Conhecedor da tragédia, o Guarda Marinha Antonio Costa, Delegado Marítimo da Póvoa de Varzim, fez seguir para Leixões o salva-vidas poveiro “Cego do Maio”, “na esperança de que os heroicos e destemidos pescadores poveiros pudessem prestar o seu valiosíssimo auxílio”:
segundo ele, “apesar de não lhe terem sido requisitados socorros, a Comissão Local do Instituto de Socorros a Náufragos, julgou seu dever providenciar para que o salva-vidas “Cego do Maio” fosse transportado (a pulso, por mulheres e homens), para a estação de caminho-de-ferro donde seguiu em comboio especial com destino ao local do naufrágio”;
quando chegaram ao local do naufrágio, os tripulantes do “Cego do Maio” foram recebidos com lágrimas de emoção e de alegria pelo povo que via nos poveiros uma raça de bravos e ousados pescadores implorando-lhes o salvamento dos náufragos;
olhando para o navio encalhado, desabafava o Patrão Lagoa: “é uma dor de alma ver aquela gentinha, toda molhada, aflitíssima com a morte tão perto e eu sem lhes poder valer!”;
o mar “estava um cão”.
Só ao 3.º dia, 19/01/2013, o estado do mar permitiu o salvamento de 103 náufragos, o último dos quais foi o seu capitão Charles Turner, sem que se tenha conseguido evitar a morte de 18 passageiros: por intermédio dos salva-vidas Cego de Maio e Rio Douro, que não se puderam aproximar muito do navio, mas que por meio de cabo conseguiram salvar os 103 náufragos.

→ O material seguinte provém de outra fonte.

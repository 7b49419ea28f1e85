//! `wgo save` command

use anyhow::Result;

use crate::cli::SaveArgs;
use wgo::ops::{save, SaveOptions};
use wgo::GlobalContext;

pub fn execute(args: SaveArgs) -> Result<()> {
    let ctx = GlobalContext::new()?;
    let (godeps, targets) = args.into_parts();

    let opts = SaveOptions {
        targets,
        godeps,
        inherited_gopath: ctx.inherited_gopath().map(|g| g.to_os_string()),
        extra_ignore_dirs: ctx.config().vendor.ignore_dirs.clone(),
        min_vendor_build: ctx.config().min_vendor_build(),
    };

    let result = save(ctx.workspace(), &ctx.go_tool(), &ctx.vendor_tool(), &opts)?;
    eprintln!(
        "       Saved {} packages, {} pinned repositories",
        result.addons, result.pins
    );

    Ok(())
}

Salvaram-se duzentos passageiros e tripulantes e calcula-se que pereceram dezanove.
Nesta tragédia marítima de salvamento por porta--cabos, o mar embravecido, os navios e as rochas ponteagudas constituíram o cenário; os protagonistas eram os náufragos transidos de medo a bordo, mas os verdadeiros heróis foram os bombeiros anónimos de várias corporações que, dia e noite, durante 52 horas seguidas, conforme já referido, conseguiram salvar quase cem almas.
Casos há verdadeiramente chocantes:
uma mãe que carrega 2 filhos, perde um deles arrebatado pela violência das ondas; o cabo de vai-vem que se parte, deixando o náufrago à deriva, sem forças para lutar pela vida; congestões inoportunas;
familiares que desaparecem, maridos que procuram pelas esposas, pais que tentam localizar os filhos, numa correria desenfreada pelos diversos postos de serviço, desesperados, inutilmente.
Comum aos sobreviventes a exposição à dor, em rostos marejados de lágrimas sentidas pela inesperada quebra nos laços de sangue. Por cá encontraram sepultura, em campa rasa, espalhados por vários cemitérios, entretanto preparados para os receber.
A bordo, o paquete de passageiros trazia 221 pessoas e dos passageiros faziam parte cinco portugueses, sendo os restantes espanhóis, ingleses e alemães.
Estes portugueses eram:
José Cerqueira, de Freixieiro, José Fernandes, de Monção, António Carvalho, de Freixas – Mirandela, João Afonso Veloso, de Monção e Carlos Teixeira de Freitas, sobrinho do Visconde da Ribeira Brava e que já naufragara outras duas vezes, uma no “Mauritânia” e outra no iate “Maria”.
Pouco depois da tragédia do Veronese, o bombeiro José de Brito, primeiro patrão do Estado-Maior dos Bombeiros Voluntários do Porto, resolveu estudar a construção de um carro porta-cabos em que tudo estivesse arrumado de tal maneira que viesse às mãos na altura própria e sem confusões, no desenrolar de um salvamento marítimo com aquele material.